Climate Change Performance Index: l’Italia scende al 30° posto
Italia che occupa il 30° posto nella graduatoria del “Climate Change Performance Index”, a causa del rallentamento dello sviluppo delle rinnovabili e per una inadeguata politica climatica nazionale.
L’attuale Piano Nazionale Integrato Energia e Clima (PNIEC), d’altronde, consente un taglio delle emissioni entro il 2030 di appena il 37% rispetto al 1990.
È quanto emerso, in sintesi, dal rapporto annuale di Germanwatch, CAN e NewClimate Institute sulla performance climatica dei principali paesi del pianeta, realizzato in collaborazione con Legambiente per l’Italia.
“Il peggioramento in classifica dell’Italia – ha chiarito Mauro Albrizio, responsabile ufficio europeo di Legambiente – ci conferma l’urgenza di una drastica inversione di rotta. Si deve aggiornare al più presto il PNIEC per garantire una riduzione delle nostre emissioni climalteranti, in linea con l’obiettivo di 1.5°C, di almeno il 65% entro il 2030. Andando quindi ben oltre l’obiettivo del 51% previsto dal PNRR e confermando il phase-out del carbone entro il 2025 senza ricorrere a nuove centrali a gas”.

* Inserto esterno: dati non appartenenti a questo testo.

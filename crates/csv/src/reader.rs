//! CSV record reader

use std::fs::File;
use std::io::Read;
use std::path::{Path, PathBuf};

use serde_json::Value;
use sync_core::{RawRecord, ReaderError, RecordReader};

/// Configuration for reading and writing CSV files
#[derive(Debug, Clone)]
pub struct CsvOptions {
    /// Whether the first line is a header row (default: true)
    pub has_headers: bool,

    /// CSV delimiter character (default: ',')
    pub delimiter: u8,

    /// Optional column names when has_headers is false
    pub column_names: Option<Vec<String>>,

    /// Trim surrounding whitespace from every cell
    pub trim: bool,
}

impl Default for CsvOptions {
    fn default() -> Self {
        Self {
            has_headers: true,
            delimiter: b',',
            column_names: None,
            trim: false,
        }
    }
}

/// Reads raw records from a CSV source.
///
/// Cells become `Value::String`. Rows shorter than the header simply lack
/// the trailing keys; longer rows get `column_{i}` keys for the extra cells.
pub struct CsvReader {
    reader: csv::Reader<Box<dyn Read + Send>>,
    headers: Option<Vec<String>>,
    record: csv::StringRecord,
    path: PathBuf,
}

impl CsvReader {
    /// Open a local CSV file.
    pub fn open(path: impl Into<PathBuf>, options: &CsvOptions) -> Result<Self, ReaderError> {
        let path = path.into();
        let file = File::open(&path)?;
        Self::from_reader(Box::new(file), path, options)
    }

    /// Read CSV from any source; `path` only names it.
    pub fn from_reader(
        source: Box<dyn Read + Send>,
        path: impl Into<PathBuf>,
        options: &CsvOptions,
    ) -> Result<Self, ReaderError> {
        let path = path.into();
        let mut reader = csv::ReaderBuilder::new()
            .has_headers(options.has_headers)
            .delimiter(options.delimiter)
            .flexible(true)
            .trim(if options.trim {
                csv::Trim::All
            } else {
                csv::Trim::None
            })
            .from_reader(source);

        let headers = if options.has_headers {
            let headers = reader
                .headers()
                .map_err(reader_error)?
                .iter()
                .map(|h| h.to_string())
                .collect::<Vec<String>>();
            Some(headers)
        } else {
            options.column_names.clone()
        };

        tracing::debug!(
            "Opened CSV {} with headers {:?}",
            path.display(),
            headers.as_deref().unwrap_or_default()
        );

        Ok(Self {
            reader,
            headers,
            record: csv::StringRecord::new(),
            path,
        })
    }
}

fn reader_error(err: csv::Error) -> ReaderError {
    let line = err.position().map(|p| p.line()).unwrap_or(0);
    let message = err.to_string();
    match err.into_kind() {
        csv::ErrorKind::Io(e) => ReaderError::Io(e),
        _ => ReaderError::Malformed { line, message },
    }
}

impl RecordReader for CsvReader {
    fn headers(&self) -> Option<&[String]> {
        self.headers.as_deref()
    }

    fn read_record(&mut self) -> Result<Option<RawRecord>, ReaderError> {
        if !self
            .reader
            .read_record(&mut self.record)
            .map_err(reader_error)?
        {
            return Ok(None);
        }

        // Without a header row or configured names, the first record fixes
        // the column count.
        let headers = self.headers.get_or_insert_with(|| {
            (0..self.record.len())
                .map(|i| format!("column_{i}"))
                .collect()
        });

        let record = self
            .record
            .iter()
            .enumerate()
            .map(|(i, cell)| {
                let key = headers
                    .get(i)
                    .cloned()
                    .unwrap_or_else(|| format!("column_{i}"));
                (key, Value::String(cell.to_string()))
            })
            .collect();
        Ok(Some(record))
    }

    fn path(&self) -> &Path {
        &self.path
    }
}

#[cfg(test)]
mod tests {
    use super::*;
    use std::io::Cursor;
    use std::io::Write;
    use tempfile::NamedTempFile;

    fn reader(data: &str, options: &CsvOptions) -> CsvReader {
        CsvReader::from_reader(
            Box::new(Cursor::new(data.as_bytes().to_vec())),
            "inline.csv",
            options,
        )
        .unwrap()
    }

    fn read_all(reader: &mut CsvReader) -> Vec<RawRecord> {
        let mut records = Vec::new();
        while let Some(record) = reader.read_record().unwrap() {
            records.push(record);
        }
        records
    }

    #[test]
    fn test_options_default() {
        let options = CsvOptions::default();
        assert!(options.has_headers);
        assert_eq!(options.delimiter, b',');
        assert!(options.column_names.is_none());
    }

    #[test]
    fn test_header_row_is_consumed() {
        let mut r = reader("name,age\nalice,25\nbob,30\n", &CsvOptions::default());
        assert_eq!(
            r.headers().unwrap(),
            &["name".to_string(), "age".to_string()]
        );
        let records = read_all(&mut r);
        assert_eq!(records.len(), 2);
        assert_eq!(records[0]["name"], Value::String("alice".into()));
        assert_eq!(records[1]["age"], Value::String("30".into()));
    }

    #[test]
    fn test_generated_column_names() {
        let options = CsvOptions {
            has_headers: false,
            ..CsvOptions::default()
        };
        let mut r = reader("alice,25\nbob,30\n", &options);
        assert!(r.headers().is_none());
        let records = read_all(&mut r);
        assert_eq!(records[0]["column_0"], Value::String("alice".into()));
        assert_eq!(records[1]["column_1"], Value::String("30".into()));
        assert_eq!(
            r.headers().unwrap(),
            &["column_0".to_string(), "column_1".to_string()]
        );
    }

    #[test]
    fn test_configured_column_names() {
        let options = CsvOptions {
            has_headers: false,
            delimiter: b';',
            column_names: Some(vec!["name".into(), "age".into()]),
            trim: true,
        };
        let mut r = reader("alice ; 25\n", &options);
        let records = read_all(&mut r);
        assert_eq!(records[0]["name"], Value::String("alice".into()));
        assert_eq!(records[0]["age"], Value::String("25".into()));
    }

    #[test]
    fn test_ragged_rows() {
        let mut r = reader("a,b\n1\n1,2,3\n", &CsvOptions::default());
        let records = read_all(&mut r);
        assert_eq!(records[0].len(), 1);
        assert!(!records[0].contains_key("b"));
        assert_eq!(records[1]["column_2"], Value::String("3".into()));
    }

    #[test]
    fn test_open_file() {
        let mut temp_file = NamedTempFile::new().unwrap();
        writeln!(temp_file, "id,name").unwrap();
        writeln!(temp_file, "1,Alice").unwrap();
        temp_file.flush().unwrap();

        let mut r = CsvReader::open(temp_file.path(), &CsvOptions::default()).unwrap();
        assert_eq!(r.path(), temp_file.path());
        assert_eq!(read_all(&mut r).len(), 1);
    }

    #[test]
    fn test_open_missing_file() {
        let result = CsvReader::open("/definitely/not/here.csv", &CsvOptions::default());
        assert!(matches!(result, Err(ReaderError::Io(_))));
    }
}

L’Italia ha a disposizione ben 70 miliardi, allocati dal PNRR per la transizione ecologica, da investire per superare la crisi pandemica e fronteggiare l’emergenza climatica, attraverso una ripresa verde fondata su un’azione climatica ambiziosa.
Più virtuosi gli scandinavi, maglia nera per Canada, Australia e Russia
Tornando alla classifica, ai primi posti troviamo i Paesi scandinavi, che guidano la corsa verso zero emissioni. Danimarca, Svezia e Norvegia si posizionano dal quarto al sesto posto, grazie soprattutto al loro grande impegno per lo sviluppo delle rinnovabili.
In fondo alla classifica troviamo, invece, Paesi esportatori e utilizzatori di combustibili fossili come Arabia Saudita, Canada, Australia e Russia.
La Cina, che è il maggiore responsabile delle emissioni globali, scivola di quattro posizioni al 37° posto. Ancora più indietro si piazzano gli Stati Uniti, secondo emettitore globale, che troviamo al 55° posto.
Tra gli altri Paesi del G20, solo Regno Unito, India, Germania e Francia si posizionano nella parte alta della classifica. L’Unione Europea scivola di sei posizioni al 22° posto, soprattutto per la pessima performance di Ungheria, Polonia, Repubblica Ceca e Slovenia, che si posizionano in fondo alla classifica.